Capital adequacy risk is the risk that the Company does not have adequate capital to cover its risks and to support its growth and strategic objectives.

Strategic risk is the risk of the impact on earnings or capital arising from adverse strategic business decisions, improper implementation of strategic decisions, or lack of responsiveness to changes in the industry, including changes in the financial services industry as well as fundamental changes in the businesses in which our customers and our firm engage.

Operational risk is the risk of financial loss, damage to the Company’s reputation, or other adverse impacts resulting from inadequate or failed internal processes and systems, people or external events.

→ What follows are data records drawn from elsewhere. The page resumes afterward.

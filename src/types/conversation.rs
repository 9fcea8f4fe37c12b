//! Conversation, message and citation types
//!
//! A conversation exclusively owns its messages; a message exclusively
//! owns its citations. Messages are append-only and totally ordered by
//! their `position` within the conversation.

use chrono::{DateTime, Utc};
use serde::{Deserialize, Serialize};
use std::fmt;
use std::str::FromStr;
use uuid::Uuid;

use crate::errors::AgentError;

/// How a conversation is driven
#[derive(Debug, Clone, Copy, PartialEq, Eq, Hash, Serialize, Deserialize)]
#[serde(rename_all = "snake_case")]
pub enum ConversationMode {
    /// Single-agent chat
    Chat,
    /// Conversation created for a workflow run
    Workflow,
}

impl ConversationMode {
    pub fn as_str(&self) -> &'static str {
        match self {
            ConversationMode::Chat => "chat",
            ConversationMode::Workflow => "workflow",
        }
    }
}

impl FromStr for ConversationMode {
    type Err = AgentError;

    fn from_str(s: &str) -> Result<Self, Self::Err> {
        match s {
            "chat" => Ok(ConversationMode::Chat),
            "workflow" => Ok(ConversationMode::Workflow),
            other => Err(AgentError::Validation(format!("unknown conversation mode '{}'", other))),
        }
    }
}

#[derive(Debug, Clone, PartialEq, Serialize, Deserialize)]
pub struct Conversation {
    pub id: Uuid,
    pub user_id: String,
    pub agent_slug: Option<String>,
    pub folder_id: Option<String>,
    pub title: Option<String>,
    pub mode: ConversationMode,
    /// Sum of the token counts of all messages
    pub total_tokens: u64,
    pub is_active: bool,
    pub created_at: DateTime<Utc>,
    pub updated_at: DateTime<Utc>,
}

/// Parameters for creating a conversation
#[derive(Debug, Clone, PartialEq)]
pub struct NewConversation {
    pub user_id: String,
    pub agent_slug: Option<String>,
    pub folder_id: Option<String>,
    pub title: Option<String>,
    pub mode: ConversationMode,
}

impl NewConversation {
    pub fn chat(user_id: impl Into<String>, agent_slug: impl Into<String>) -> Self {
        Self {
            user_id: user_id.into(),
            agent_slug: Some(agent_slug.into()),
            folder_id: None,
            title: None,
            mode: ConversationMode::Chat,
        }
    }

    pub fn workflow(user_id: impl Into<String>) -> Self {
        Self {
            user_id: user_id.into(),
            agent_slug: None,
            folder_id: None,
            title: None,
            mode: ConversationMode::Workflow,
        }
    }

    pub fn with_folder(mut self, folder_id: Option<String>) -> Self {
        self.folder_id = folder_id;
        self
    }

    pub fn with_title(mut self, title: Option<String>) -> Self {
        self.title = title;
        self
    }
}

/// Message author role
#[derive(Debug, Clone, Copy, PartialEq, Eq, Hash, Serialize, Deserialize)]
#[serde(rename_all = "snake_case")]
pub enum Role {
    User,
    Assistant,
    System,
}

impl Role {
    pub fn as_str(&self) -> &'static str {
        match self {
            Role::User => "user",
            Role::Assistant => "assistant",
            Role::System => "system",
        }
    }
}

impl fmt::Display for Role {
    fn fmt(&self, f: &mut fmt::Formatter<'_>) -> fmt::Result {
        f.write_str(self.as_str())
    }
}

impl FromStr for Role {
    type Err = AgentError;

    fn from_str(s: &str) -> Result<Self, Self::Err> {
        match s {
            "user" => Ok(Role::User),
            "assistant" => Ok(Role::Assistant),
            "system" => Ok(Role::System),
            other => Err(AgentError::Validation(format!("unknown message role '{}'", other))),
        }
    }
}

/// A tool call requested by the model during a turn
#[derive(Debug, Clone, PartialEq, Serialize, Deserialize)]
pub struct ToolCallRecord {
    pub id: String,
    pub tool_slug: String,
    pub arguments: serde_json::Value,
}

/// The outcome of one tool call, as fed back to the model
#[derive(Debug, Clone, PartialEq, Serialize, Deserialize)]
pub struct ToolResultRecord {
    pub call_id: String,
    pub tool_slug: String,
    pub success: bool,
    #[serde(default, skip_serializing_if = "Option::is_none")]
    pub result: Option<serde_json::Value>,
    #[serde(default, skip_serializing_if = "Option::is_none")]
    pub error: Option<String>,
    pub duration_ms: u64,
}

#[derive(Debug, Clone, PartialEq, Serialize, Deserialize)]
pub struct Message {
    pub id: Uuid,
    pub conversation_id: Uuid,
    /// Zero-based position within the conversation transcript
    pub position: u64,
    pub role: Role,
    pub content: String,
    pub agent_slug: Option<String>,
    pub tool_calls: Vec<ToolCallRecord>,
    pub tool_results: Vec<ToolResultRecord>,
    pub tokens: u64,
    pub finish_reason: Option<String>,
    pub citations: Vec<Citation>,
    pub created_at: DateTime<Utc>,
}

/// Parameters for appending a message
#[derive(Debug, Clone, PartialEq, Default)]
pub struct NewMessage {
    pub role: Option<Role>,
    pub content: String,
    pub agent_slug: Option<String>,
    pub tool_calls: Vec<ToolCallRecord>,
    pub tool_results: Vec<ToolResultRecord>,
    pub tokens: u64,
    pub finish_reason: Option<String>,
    pub citations: Vec<NewCitation>,
}

impl NewMessage {
    pub fn user(content: impl Into<String>) -> Self {
        Self {
            role: Some(Role::User),
            content: content.into(),
            ..Default::default()
        }
    }

    pub fn assistant(content: impl Into<String>, agent_slug: impl Into<String>, tokens: u64) -> Self {
        Self {
            role: Some(Role::Assistant),
            content: content.into(),
            agent_slug: Some(agent_slug.into()),
            tokens,
            ..Default::default()
        }
    }

    pub fn system(content: impl Into<String>, tokens: u64) -> Self {
        Self {
            role: Some(Role::System),
            content: content.into(),
            tokens,
            ..Default::default()
        }
    }

    /// Role of the message; a message built without one is a user message
    pub fn role(&self) -> Role {
        self.role.unwrap_or(Role::User)
    }
}

/// A source reference attached to a generated message
#[derive(Debug, Clone, PartialEq, Serialize, Deserialize)]
pub struct Citation {
    pub id: Uuid,
    pub message_id: Uuid,
    pub source_type: String,
    pub source_url: Option<String>,
    pub excerpt: String,
    /// Confidence in [0, 1]
    pub confidence_score: f32,
}

/// Citation candidate produced by retrieval, before it is attached to a message
#[derive(Debug, Clone, PartialEq, Serialize, Deserialize)]
pub struct NewCitation {
    pub source_type: String,
    pub source_url: Option<String>,
    pub excerpt: String,
    pub confidence_score: f32,
}

impl NewCitation {
    /// Build a citation, clamping the confidence to [0, 1]
    pub fn new(
        source_type: impl Into<String>,
        source_url: Option<String>,
        excerpt: impl Into<String>,
        confidence_score: f32,
    ) -> Self {
        let confidence_score = if confidence_score.is_nan() {
            0.0
        } else {
            confidence_score.clamp(0.0, 1.0)
        };
        Self {
            source_type: source_type.into(),
            source_url,
            excerpt: excerpt.into(),
            confidence_score,
        }
    }

    /// Attach to a message
    pub fn into_citation(self, message_id: Uuid) -> Citation {
        Citation {
            id: Uuid::new_v4(),
            message_id,
            source_type: self.source_type,
            source_url: self.source_url,
            excerpt: self.excerpt,
            confidence_score: self.confidence_score,
        }
    }

    /// Key used to drop duplicate citations within one message
    pub fn dedup_key(&self) -> (String, Option<String>, String) {
        (self.source_type.clone(), self.source_url.clone(), self.excerpt.clone())
    }
}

Technology Risk is the risk of financial loss, damage to the Company’s reputation or other adverse impacts resulting from unauthorized (malicious or accidental) disclosure, modification, or destruction of information, including cyber-crime, unintentional errors and omissions, Information Technology (“IT”) disruptions due to natural or man-made disasters, or failure to exercise due care and diligence in the implementation and operation of an IT system.

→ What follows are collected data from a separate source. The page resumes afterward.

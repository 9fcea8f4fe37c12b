//! lexflow - Main CLI Entry Point

use anyhow::{bail, Context, Result};
use clap::Parser;
use colored::Colorize;
use indicatif::{ProgressBar, ProgressStyle};
use lexflow::{
    cli::{Args, Commands, Verbosity},
    config::{Config, StorageBackend},
    llm::{HashingEmbedder, ScriptedProvider},
    service::{ChatRequest, Engine, ServiceBuilder},
    store::ExecutionQuery,
    telemetry::{init_tracing, TelemetryCollector, TelemetryDisplay},
    types::{NewKnowledgeEntry, Role},
    workflow::WorkflowRequest,
};
use std::sync::Arc;
use std::time::Duration;
use uuid::Uuid;

/// Reply of the offline provider
const OFFLINE_REPLY: &str = "(offline) Nenhum modelo configurado; resposta simulada.";

#[tokio::main]
async fn main() -> Result<()> {
    let args = Args::parse();
    init_tracing(args.verbosity());

    let mut config = Config::load(args.config.as_deref()).context("Failed to load configuration")?;
    if args.offline {
        config.storage.backend = StorageBackend::Memory;
    }
    let engine = build_engine(&args, config)?;

    match &args.command {
        Commands::Chat {
            message,
            agent,
            conversation,
            folder,
        } => {
            let mut request = ChatRequest::new(&args.user, agent, message);
            request.conversation_id = *conversation;
            request.folder_id = folder.clone();
            run_chat(&args, &engine, request).await?;
        }
        Commands::Workflow {
            slug,
            input,
            conversation,
            folder,
        } => {
            let mut request =
                WorkflowRequest::new(slug, &args.user, input).with_folder(folder.clone());
            request.conversation_id = *conversation;
            run_workflow(&args, &engine, request).await?;
        }
        Commands::Agents => list_agents(&engine),
        Commands::Workflows => list_workflows(&engine),
        Commands::Conversations => list_conversations(&args, &engine).await?,
        Commands::Show { id } => show_conversation(&engine, *id).await?,
        Commands::Delete { id } => {
            engine.service.delete_conversation(*id, &args.user).await?;
            println!("✓ Conversation {} deleted", id);
        }
        Commands::Stats { agent } => show_stats(&engine, agent.as_deref()).await?,
        Commands::Failed { agent, limit } => {
            show_failed(&engine, agent.as_deref(), *limit).await?
        }
        Commands::Ingest {
            path,
            source_type,
            title,
            url,
            tags,
            backfill,
        } => {
            let mut entry = None;
            if let Some(path) = path {
                let content = tokio::fs::read_to_string(path)
                    .await
                    .with_context(|| format!("Failed to read {}", path.display()))?;
                let mut new_entry = NewKnowledgeEntry::new(source_type, content).with_tags(tags);
                new_entry.title = title
                    .clone()
                    .or_else(|| path.file_stem().map(|s| s.to_string_lossy().to_string()));
                new_entry.source_url = url.clone();
                entry = Some(new_entry);
            }
            run_ingest(&engine, entry, *backfill).await?;
        }
        Commands::Config { init } => show_config(&args, &engine.config, *init)?,
    }

    Ok(())
}

fn build_engine(args: &Args, config: Config) -> Result<Engine> {
    let mut builder = ServiceBuilder::new(config.clone());
    if args.offline {
        builder = builder
            .with_provider(Arc::new(ScriptedProvider::echo(OFFLINE_REPLY, 0)))
            .with_embedder(Arc::new(HashingEmbedder::new(
                config.provider.embedding_dimensions,
            )));
    }
    builder.build().context("Failed to assemble the engine")
}

fn spinner(args: &Args, message: &str) -> Option<ProgressBar> {
    if !matches!(args.verbosity(), Verbosity::Normal) {
        return None;
    }
    let pb = ProgressBar::new_spinner();
    if let Ok(style) = ProgressStyle::default_spinner().template("{spinner:.cyan} {msg}") {
        pb.set_style(style);
    }
    pb.set_message(message.to_string());
    pb.enable_steady_tick(Duration::from_millis(100));
    Some(pb)
}

async fn run_chat(args: &Args, engine: &Engine, request: ChatRequest) -> Result<()> {
    let collector = TelemetryCollector::new();
    let display = TelemetryDisplay::new(collector.clone(), args.verbosity());

    let mut stream = engine.service.send_message_streaming(request).await?;
    let pb = spinner(args, "Agent thinking...");

    while let Some(event) = stream.events.recv().await {
        collector.record(&event);
        display.show_event(&event);
        if event.is_terminal() {
            break;
        }
    }
    let result = stream.finish().await;
    if let Some(pb) = pb {
        pb.finish_and_clear();
    }

    let response = match result {
        Ok(response) => response,
        Err(e) => bail!("{}", e),
    };

    println!("{}", response.outcome.output);
    if !response.outcome.citations.is_empty() && args.verbosity().show_progress() {
        println!();
        println!("{}", "Sources:".bold());
        for citation in &response.outcome.citations {
            println!(
                "  • [{}] {:.0}% {}",
                citation.source_type,
                citation.confidence_score * 100.0,
                citation.source_url.as_deref().unwrap_or(&citation.excerpt)
            );
        }
    }
    if args.verbosity().show_progress() {
        eprintln!(
            "{}",
            format!("conversation {}", response.conversation_id).dimmed()
        );
    }
    display.display_summary();
    Ok(())
}

async fn run_workflow(args: &Args, engine: &Engine, request: WorkflowRequest) -> Result<()> {
    let pb = spinner(args, &format!("Running workflow {}...", request.workflow_slug));
    let result = engine.service.execute_workflow(request).await;
    if let Some(pb) = pb {
        pb.finish_and_clear();
    }
    let result = result?;

    if let Some(output) = &result.output {
        println!("{}", output);
    }
    eprintln!();
    eprintln!(
        "Steps: {}/{}  Tokens: {}  Conversation: {}",
        result.steps_completed, result.total_steps, result.total_tokens, result.conversation_id
    );
    if let Some(failure) = &result.failure {
        bail!("{}", failure);
    }
    Ok(())
}

fn list_agents(engine: &Engine) {
    println!("{}", "Agents:".bold());
    for agent in engine.service.list_agents() {
        let tools = if agent.tools.is_empty() {
            "-".to_string()
        } else {
            agent.tools.join(", ")
        };
        println!("  {} {}", agent.slug.cyan(), agent.description);
        println!("      model: {}  tools: {}", agent.model, tools);
    }
}

fn list_workflows(engine: &Engine) {
    println!("{}", "Workflows:".bold());
    for workflow in engine.service.list_workflows() {
        println!("  {} {}", workflow.slug.cyan(), workflow.description);
        println!("      {}", workflow.agent_sequence.join(" → "));
    }
}

async fn list_conversations(args: &Args, engine: &Engine) -> Result<()> {
    let conversations = engine.service.list_conversations(&args.user).await?;
    if conversations.is_empty() {
        println!("No conversations.");
        return Ok(());
    }
    for conversation in conversations {
        println!(
            "{}  {:<8} {:>7} tokens  {}  {}",
            conversation.id,
            conversation.mode.as_str(),
            conversation.total_tokens,
            conversation.updated_at.format("%Y-%m-%d %H:%M"),
            conversation.title.as_deref().unwrap_or("-")
        );
    }
    Ok(())
}

async fn show_conversation(engine: &Engine, id: Uuid) -> Result<()> {
    let view = engine.service.get_conversation(id).await?;
    println!(
        "{} ({} tokens)",
        view.conversation.title.as_deref().unwrap_or("Conversation").bold(),
        view.conversation.total_tokens
    );
    for message in &view.messages {
        let speaker = match message.role {
            Role::User => "user".green(),
            Role::Assistant => message.agent_slug.as_deref().unwrap_or("assistant").cyan(),
            Role::System => "system".yellow(),
        };
        println!();
        println!("[{}] {}", message.position, speaker);
        println!("{}", message.content);
        for call in &message.tool_calls {
            println!("  {} {}", "tool:".dimmed(), call.tool_slug);
        }
    }

    let executions = engine
        .service
        .executions(&ExecutionQuery::conversation(id))
        .await?;
    if !executions.is_empty() {
        println!();
        println!("{}", "Executions:".bold());
        for execution in executions {
            println!(
                "  {} {:<18} {:<9} {:>6} tokens {:>7}ms",
                execution.id,
                execution.agent_slug,
                execution.status.as_str(),
                execution.tokens_used,
                execution.duration_ms.unwrap_or(0)
            );
        }
    }
    Ok(())
}

async fn show_stats(engine: &Engine, agent: Option<&str>) -> Result<()> {
    let stats = engine.service.statistics(agent).await?;
    println!("{}", format!("Executions ({})", agent.unwrap_or("all agents")).bold());
    println!("  Total:        {}", stats.total);
    println!("  Successful:   {}", stats.successful.to_string().green());
    println!("  Failed:       {}", stats.failed.to_string().red());
    println!("  Running:      {}", stats.running);
    println!("  Success rate: {:.1}%", stats.success_rate() * 100.0);
    println!("  Avg duration: {:.0}ms", stats.average_duration_ms);
    println!("  Total tokens: {}", stats.total_tokens);
    Ok(())
}

async fn show_failed(engine: &Engine, agent: Option<&str>, limit: usize) -> Result<()> {
    let failed = engine.service.failed_executions(agent, Some(limit)).await?;
    if failed.is_empty() {
        println!("No failed executions.");
        return Ok(());
    }
    for execution in failed {
        println!(
            "{} {} {} {}",
            execution.started_at.format("%Y-%m-%d %H:%M:%S"),
            execution.agent_slug.cyan(),
            execution.id,
            execution.error_message.as_deref().unwrap_or("-").red()
        );
    }
    Ok(())
}

async fn run_ingest(engine: &Engine, entry: Option<NewKnowledgeEntry>, backfill: bool) -> Result<()> {
    if entry.is_none() && !backfill {
        bail!("Nothing to ingest: pass a file or --backfill");
    }
    let handle = engine.ingestion_worker().spawn();

    if let Some(entry) = entry {
        let stored = handle.ingest(entry).await?;
        println!("✓ Stored knowledge entry {} ({})", stored.id, stored.source_type);
    }
    if backfill {
        let embedded = handle.backfill(64).await?;
        println!("✓ Embedded {} pending entries", embedded);
    }
    handle.shutdown().await?;
    println!("Knowledge base: {} entries", engine.knowledge.count().await?);
    Ok(())
}

fn show_config(args: &Args, config: &Config, init: bool) -> Result<()> {
    if init {
        let path = match &args.config {
            Some(path) => path.clone(),
            None => Config::default_path().context("Could not determine home directory")?,
        };
        config.save(&path)?;
        println!("✓ Wrote configuration to {}", path.display());
        return Ok(());
    }

    let rendered = toml::to_string_pretty(config).context("Failed to render configuration")?;
    println!("{}", rendered);
    Ok(())
}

Compliance Risk is the risk that the Company is not in compliance with applicable laws, regulations, and standards of conduct, which may result in fines, regulatory criticism or business restrictions, or damage to the Company’s reputation.

Reputational Risk is the potential that negative publicity, whether true or not, will cause a decline in the value of the Company due to changes in the customer base, costly litigation, missed opportunities, or other revenue reductions or expense increases.

Interest Rate Risk (a component of Market Risk)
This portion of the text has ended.